_Aim of the task_. For each record below, write an exact copy.

_Exercise materials_.
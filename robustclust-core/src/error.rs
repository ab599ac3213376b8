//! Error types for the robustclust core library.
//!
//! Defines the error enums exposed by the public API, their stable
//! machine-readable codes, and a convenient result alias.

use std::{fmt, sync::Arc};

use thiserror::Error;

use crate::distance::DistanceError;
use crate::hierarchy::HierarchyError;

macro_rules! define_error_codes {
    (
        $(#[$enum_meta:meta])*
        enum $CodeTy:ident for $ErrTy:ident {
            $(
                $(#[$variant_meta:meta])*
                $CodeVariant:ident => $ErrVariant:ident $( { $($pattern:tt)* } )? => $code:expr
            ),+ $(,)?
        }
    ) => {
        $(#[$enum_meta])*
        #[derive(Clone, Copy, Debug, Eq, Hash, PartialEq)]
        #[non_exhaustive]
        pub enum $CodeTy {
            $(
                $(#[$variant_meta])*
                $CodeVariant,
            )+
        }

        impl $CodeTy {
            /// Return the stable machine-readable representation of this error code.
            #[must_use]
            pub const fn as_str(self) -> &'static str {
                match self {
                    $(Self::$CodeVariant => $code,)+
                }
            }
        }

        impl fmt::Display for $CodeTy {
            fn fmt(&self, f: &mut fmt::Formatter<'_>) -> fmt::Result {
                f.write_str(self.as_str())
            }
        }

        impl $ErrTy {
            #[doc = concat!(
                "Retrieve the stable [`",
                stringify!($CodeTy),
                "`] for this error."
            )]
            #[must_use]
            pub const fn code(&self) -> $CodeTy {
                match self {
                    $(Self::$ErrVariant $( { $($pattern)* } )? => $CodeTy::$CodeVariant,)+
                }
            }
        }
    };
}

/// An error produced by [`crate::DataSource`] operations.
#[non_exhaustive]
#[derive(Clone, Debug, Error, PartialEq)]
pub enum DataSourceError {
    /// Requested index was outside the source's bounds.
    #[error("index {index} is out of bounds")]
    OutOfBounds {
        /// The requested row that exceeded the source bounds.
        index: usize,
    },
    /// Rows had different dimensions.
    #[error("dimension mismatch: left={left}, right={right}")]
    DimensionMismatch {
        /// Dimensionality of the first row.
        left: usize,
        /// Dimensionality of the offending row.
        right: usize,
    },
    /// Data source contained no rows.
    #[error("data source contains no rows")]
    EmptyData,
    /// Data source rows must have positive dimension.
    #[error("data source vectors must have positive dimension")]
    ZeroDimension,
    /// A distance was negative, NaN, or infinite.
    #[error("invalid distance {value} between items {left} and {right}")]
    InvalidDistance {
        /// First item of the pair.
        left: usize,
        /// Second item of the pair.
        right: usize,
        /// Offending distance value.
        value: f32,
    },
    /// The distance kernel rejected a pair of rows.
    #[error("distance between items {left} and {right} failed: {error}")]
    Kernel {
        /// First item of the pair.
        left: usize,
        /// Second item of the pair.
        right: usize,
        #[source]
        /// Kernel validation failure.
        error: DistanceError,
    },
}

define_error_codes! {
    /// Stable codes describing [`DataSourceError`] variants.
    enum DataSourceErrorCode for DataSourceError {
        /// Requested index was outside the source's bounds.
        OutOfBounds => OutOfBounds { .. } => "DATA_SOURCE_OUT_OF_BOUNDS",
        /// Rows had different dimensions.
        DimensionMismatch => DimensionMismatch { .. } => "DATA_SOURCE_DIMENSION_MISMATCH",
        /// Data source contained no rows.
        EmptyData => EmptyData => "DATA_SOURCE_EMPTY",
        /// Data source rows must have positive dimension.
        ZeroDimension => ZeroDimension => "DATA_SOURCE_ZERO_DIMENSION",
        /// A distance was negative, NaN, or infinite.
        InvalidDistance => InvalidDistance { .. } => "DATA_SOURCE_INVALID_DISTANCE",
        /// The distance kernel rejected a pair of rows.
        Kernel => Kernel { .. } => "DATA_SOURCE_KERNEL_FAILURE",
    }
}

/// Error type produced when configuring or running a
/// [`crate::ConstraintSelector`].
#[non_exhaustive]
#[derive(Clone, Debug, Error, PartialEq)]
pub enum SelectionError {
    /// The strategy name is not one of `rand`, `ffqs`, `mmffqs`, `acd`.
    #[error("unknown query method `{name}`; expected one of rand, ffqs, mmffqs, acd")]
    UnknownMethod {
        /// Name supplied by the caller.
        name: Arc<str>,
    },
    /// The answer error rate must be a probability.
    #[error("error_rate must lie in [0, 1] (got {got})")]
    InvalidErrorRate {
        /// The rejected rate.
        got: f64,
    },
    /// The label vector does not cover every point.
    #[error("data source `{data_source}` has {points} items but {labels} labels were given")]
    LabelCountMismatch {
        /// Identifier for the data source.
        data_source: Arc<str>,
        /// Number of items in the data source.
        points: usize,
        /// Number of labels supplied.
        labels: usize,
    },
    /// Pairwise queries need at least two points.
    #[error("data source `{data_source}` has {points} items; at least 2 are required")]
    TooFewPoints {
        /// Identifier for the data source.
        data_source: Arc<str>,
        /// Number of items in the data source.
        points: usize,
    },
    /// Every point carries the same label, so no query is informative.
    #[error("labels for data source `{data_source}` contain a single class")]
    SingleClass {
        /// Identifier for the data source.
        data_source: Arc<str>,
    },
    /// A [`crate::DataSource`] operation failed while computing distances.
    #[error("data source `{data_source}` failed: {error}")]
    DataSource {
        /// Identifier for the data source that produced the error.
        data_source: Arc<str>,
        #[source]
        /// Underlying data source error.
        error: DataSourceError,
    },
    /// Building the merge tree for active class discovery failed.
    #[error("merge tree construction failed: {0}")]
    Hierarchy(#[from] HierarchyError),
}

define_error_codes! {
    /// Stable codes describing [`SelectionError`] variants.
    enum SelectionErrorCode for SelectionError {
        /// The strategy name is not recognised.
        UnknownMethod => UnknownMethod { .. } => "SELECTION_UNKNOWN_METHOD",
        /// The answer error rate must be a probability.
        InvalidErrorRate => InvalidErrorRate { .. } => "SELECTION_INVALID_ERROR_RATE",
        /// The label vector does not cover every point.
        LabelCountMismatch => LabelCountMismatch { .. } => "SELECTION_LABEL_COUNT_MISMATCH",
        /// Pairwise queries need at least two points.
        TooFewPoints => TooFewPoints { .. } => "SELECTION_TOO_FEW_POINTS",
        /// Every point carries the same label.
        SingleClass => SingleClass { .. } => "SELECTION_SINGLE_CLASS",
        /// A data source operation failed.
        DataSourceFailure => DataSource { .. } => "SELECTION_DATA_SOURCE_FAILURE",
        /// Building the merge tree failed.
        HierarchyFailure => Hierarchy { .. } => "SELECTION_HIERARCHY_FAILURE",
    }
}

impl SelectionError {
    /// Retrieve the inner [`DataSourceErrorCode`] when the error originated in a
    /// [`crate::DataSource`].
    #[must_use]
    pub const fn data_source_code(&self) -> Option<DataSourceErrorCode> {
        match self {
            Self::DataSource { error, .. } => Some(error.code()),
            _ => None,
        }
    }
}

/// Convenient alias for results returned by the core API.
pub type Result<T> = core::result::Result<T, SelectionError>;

_Answer to the exercise_.
filename robustclust-core/src/error.rs
repository ab599ac3213376b8
//! Error types for the robustclust core library.
//!
//! Defines the error enums exposed by the public API, their stable
//! machine-readable codes, and a convenient result alias.

use std::{fmt, sync::Arc};

use thiserror::Error;

use crate::distance::DistanceError;
use crate::hierarchy::HierarchyError;

macro_rules! define_error_codes {
    (
        $(#[$enum_meta:meta])*
        enum $CodeTy:ident for $ErrTy:ident {
            $(
                $(#[$variant_meta:meta])*
                $CodeVariant:ident => $ErrVariant:ident $( { $($pattern:tt)* } )? => $code:expr
            ),+ $(,)?
        }
    ) => {
        $(#[$enum_meta])*
        #[derive(Clone, Copy, Debug, Eq, Hash, PartialEq)]
        #[non_exhaustive]
        pub enum $CodeTy {
            $(
                $(#[$variant_meta])*
                $CodeVariant,
            )+
        }

        impl $CodeTy {
            /// Return the stable machine-readable representation of this error code.
            #[must_use]
            pub const fn as_str(self) -> &'static str {
                match self {
                    $(Self::$CodeVariant => $code,)+
                }
            }
        }

        impl fmt::Display for $CodeTy {
            fn fmt(&self, f: &mut fmt::Formatter<'_>) -> fmt::Result {
                f.write_str(self.as_str())
            }
        }

        impl $ErrTy {
            #[doc = concat!(
                "Retrieve the stable [`",
                stringify!($CodeTy),
                "`] for this error."
            )]
            #[must_use]
            pub const fn code(&self) -> $CodeTy {
                match self {
                    $(Self::$ErrVariant $( { $($pattern)* } )? => $CodeTy::$CodeVariant,)+
                }
            }
        }
    };
}

/// An error produced by [`crate::DataSource`] operations.
#[non_exhaustive]
#[derive(Clone, Debug, Error, PartialEq)]
pub enum DataSourceError {
    /// Requested index was outside the source's bounds.
    #[error("index {index} is out of bounds")]
    OutOfBounds {
        /// The requested row that exceeded the source bounds.
        index: usize,
    },
    /// Rows had different dimensions.
    #[error("dimension mismatch: left={left}, right={right}")]
    DimensionMismatch {
        /// Dimensionality of the first row.
        left: usize,
        /// Dimensionality of the offending row.
        right: usize,
    },
    /// Data source contained no rows.
    #[error("data source contains no rows")]
    EmptyData,
    /// Data source rows must have positive dimension.
    #[error("data source vectors must have positive dimension")]
    ZeroDimension,
    /// A distance was negative, NaN, or infinite.
    #[error("invalid distance {value} between items {left} and {right}")]
    InvalidDistance {
        /// First item of the pair.
        left: usize,
        /// Second item of the pair.
        right: usize,
        /// Offending distance value.
        value: f32,
    },
    /// The distance kernel rejected a pair of rows.
    #[error("distance between items {left} and {right} failed: {error}")]
    Kernel {
        /// First item of the pair.
        left: usize,
        /// Second item of the pair.
        right: usize,
        #[source]
        /// Kernel validation failure.
        error: DistanceError,
    },
}

define_error_codes! {
    /// Stable codes describing [`DataSourceError`] variants.
    enum DataSourceErrorCode for DataSourceError {
        /// Requested index was outside the source's bounds.
        OutOfBounds => OutOfBounds { .. } => "DATA_SOURCE_OUT_OF_BOUNDS",
        /// Rows had different dimensions.
        DimensionMismatch => DimensionMismatch { .. } => "DATA_SOURCE_DIMENSION_MISMATCH",
        /// Data source contained no rows.
        EmptyData => EmptyData => "DATA_SOURCE_EMPTY",
        /// Data source rows must have positive dimension.
        ZeroDimension => ZeroDimension => "DATA_SOURCE_ZERO_DIMENSION",
        /// A distance was negative, NaN, or infinite.
        InvalidDistance => InvalidDistance { .. } => "DATA_SOURCE_INVALID_DISTANCE",
        /// The distance kernel rejected a pair of rows.
        Kernel => Kernel { .. } => "DATA_SOURCE_KERNEL_FAILURE",
    }
}

/// Error type produced when configuring or running a
/// [`crate::ConstraintSelector`].
#[non_exhaustive]
#[derive(Clone, Debug, Error, PartialEq)]
pub enum SelectionError {
    /// The strategy name is not one of `rand`, `ffqs`, `mmffqs`, `acd`.
    #[error("unknown query method `{name}`; expected one of rand, ffqs, mmffqs, acd")]
    UnknownMethod {
        /// Name supplied by the caller.
        name: Arc<str>,
    },
    /// The answer error rate must be a probability.
    #[error("error_rate must lie in [0, 1] (got {got})")]
    InvalidErrorRate {
        /// The rejected rate.
        got: f64,
    },
    /// The label vector does not cover every point.
    #[error("data source `{data_source}` has {points} items but {labels} labels were given")]
    LabelCountMismatch {
        /// Identifier for the data source.
        data_source: Arc<str>,
        /// Number of items in the data source.
        points: usize,
        /// Number of labels supplied.
        labels: usize,
    },
    /// Pairwise queries need at least two points.
    #[error("data source `{data_source}` has {points} items; at least 2 are required")]
    TooFewPoints {
        /// Identifier for the data source.
        data_source: Arc<str>,
        /// Number of items in the data source.
        points: usize,
    },
    /// Every point carries the same label, so no query is informative.
    #[error("labels for data source `{data_source}` contain a single class")]
    SingleClass {
        /// Identifier for the data source.
        data_source: Arc<str>,
    },
    /// A [`crate::DataSource`] operation failed while computing distances.
    #[error("data source `{data_source}` failed: {error}")]
    DataSource {
        /// Identifier for the data source that produced the error.
        data_source: Arc<str>,
        #[source]
        /// Underlying data source error.
        error: DataSourceError,
    },
    /// Building the merge tree for active class discovery failed.
    #[error("merge tree construction failed: {0}")]
    Hierarchy(#[from] HierarchyError),
}

define_error_codes! {
    /// Stable codes describing [`SelectionError`] variants.
    enum SelectionErrorCode for SelectionError {
        /// The strategy name is not recognised.
        UnknownMethod => UnknownMethod { .. } => "SELECTION_UNKNOWN_METHOD",
        /// The answer error rate must be a probability.
        InvalidErrorRate => InvalidErrorRate { .. } => "SELECTION_INVALID_ERROR_RATE",
        /// The label vector does not cover every point.
        LabelCountMismatch => LabelCountMismatch { .. } => "SELECTION_LABEL_COUNT_MISMATCH",
        /// Pairwise queries need at least two points.
        TooFewPoints => TooFewPoints { .. } => "SELECTION_TOO_FEW_POINTS",
        /// Every point carries the same label.
        SingleClass => SingleClass { .. } => "SELECTION_SINGLE_CLASS",
        /// A data source operation failed.
        DataSourceFailure => DataSource { .. } => "SELECTION_DATA_SOURCE_FAILURE",
        /// Building the merge tree failed.
        HierarchyFailure => Hierarchy { .. } => "SELECTION_HIERARCHY_FAILURE",
    }
}

impl SelectionError {
    /// Retrieve the inner [`DataSourceErrorCode`] when the error originated in a
    /// [`crate::DataSource`].
    #[must_use]
    pub const fn data_source_code(&self) -> Option<DataSourceErrorCode> {
        match self {
            Self::DataSource { error, .. } => Some(error.code()),
            _ => None,
        }
    }
}

/// Convenient alias for results returned by the core API.
pub type Result<T> = core::result::Result<T, SelectionError>;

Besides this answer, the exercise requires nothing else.